▸ Task: In the entries, find all lines that hold the word "filename" and copy them.

▸ Material for this exercise:
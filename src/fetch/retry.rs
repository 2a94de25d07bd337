//! Retry configuration for metadata fetches.

use std::time::Duration;

/// Default maximum attempts (including the initial attempt).
pub const DEFAULT_MAX_ATTEMPTS: u32 = 3;

/// Default base delay between attempts.
const DEFAULT_BASE_DELAY: Duration = Duration::from_millis(250);

/// Default per-attempt timeout for metadata endpoints.
const DEFAULT_ATTEMPT_TIMEOUT: Duration = Duration::from_secs(15);

/// Retry configuration applied uniformly to metadata fetches.
///
/// The backoff is linear: the delay after the nth failed attempt is
/// `n * base_delay` (250ms, 500ms with defaults). Download-stream fetches
/// use a separate single-attempt policy and never consult this one.
#[derive(Debug, Clone)]
pub struct RetryPolicy {
    max_attempts: u32,
    base_delay: Duration,
    attempt_timeout: Duration,
}

impl Default for RetryPolicy {
    fn default() -> Self {
        Self {
            max_attempts: DEFAULT_MAX_ATTEMPTS,
            base_delay: DEFAULT_BASE_DELAY,
            attempt_timeout: DEFAULT_ATTEMPT_TIMEOUT,
        }
    }
}

impl RetryPolicy {
    /// Creates a policy with a custom attempt cap, using defaults otherwise.
    /// The cap is clamped to at least one attempt.
    #[must_use]
    pub fn with_max_attempts(max_attempts: u32) -> Self {
        Self {
            max_attempts: max_attempts.max(1),
            ..Self::default()
        }
    }

    /// Maximum number of attempts, including the initial one.
    #[must_use]
    pub fn max_attempts(&self) -> u32 {
        self.max_attempts
    }

    /// Per-attempt request timeout.
    #[must_use]
    pub fn attempt_timeout(&self) -> Duration {
        self.attempt_timeout
    }

    /// Delay to sleep after the given failed attempt (1-indexed).
    #[must_use]
    pub fn delay_for(&self, attempt: u32) -> Duration {
        self.base_delay * attempt
    }
}

#[cfg(test)]
#[allow(clippy::unwrap_used)]
mod tests {
    use super::*;

    #[test]
    fn test_default_policy_values() {
        let policy = RetryPolicy::default();
        assert_eq!(policy.max_attempts(), 3);
        assert_eq!(policy.attempt_timeout(), Duration::from_secs(15));
        assert_eq!(policy.delay_for(1), Duration::from_millis(250));
    }

    #[test]
    fn test_delay_grows_linearly() {
        let policy = RetryPolicy::default();
        assert_eq!(policy.delay_for(1), Duration::from_millis(250));
        assert_eq!(policy.delay_for(2), Duration::from_millis(500));
        assert_eq!(policy.delay_for(3), Duration::from_millis(750));
    }

    #[test]
    fn test_max_attempts_clamped_to_one() {
        assert_eq!(RetryPolicy::with_max_attempts(0).max_attempts(), 1);
    }
}
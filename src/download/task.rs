//! Download task representation.

use std::path::PathBuf;

use crate::drive;
use crate::stats::Source;

/// How a task's bytes are addressed remotely.
#[derive(Debug, Clone, PartialEq, Eq)]
pub enum Locator {
    /// A URL that serves file bytes directly.
    DirectUrl(String),
    /// A cloud-storage file id, resolved to a direct-export URL on demand.
    StorageFileId(String),
}

impl Locator {
    /// Resolves the locator to the URL the engine will GET.
    #[must_use]
    pub fn download_url(&self) -> String {
        match self {
            Self::DirectUrl(url) => url.clone(),
            Self::StorageFileId(id) => drive::direct_download_url(id),
        }
    }
}

/// One unit of download work, created by an adapter and consumed exactly
/// once by the engine. Immutable after creation.
#[derive(Debug, Clone)]
pub struct DownloadTask {
    /// Remote address of the bytes.
    pub locator: Locator,
    /// Fully-resolved destination path, sanitized segment by segment.
    pub dest: PathBuf,
    /// Prefixed name used in logs and error records.
    pub display_name: String,
    /// Originating source, for accounting and pacing.
    pub source: Source,
}

#[cfg(test)]
#[allow(clippy::unwrap_used)]
mod tests {
    use super::*;

    #[test]
    fn test_direct_url_locator_passes_through() {
        let locator = Locator::DirectUrl("https://example.com/a.pdf".to_string());
        assert_eq!(locator.download_url(), "https://example.com/a.pdf");
    }

    #[test]
    fn test_storage_id_locator_synthesizes_export_url() {
        let locator = Locator::StorageFileId("ABC123".to_string());
        assert_eq!(
            locator.download_url(),
            "https://drive.google.com/uc?export=download&id=ABC123"
        );
    }
}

▸ Answer to the exercise:
filename src/fetch/retry.rs
filename src/download/task.rs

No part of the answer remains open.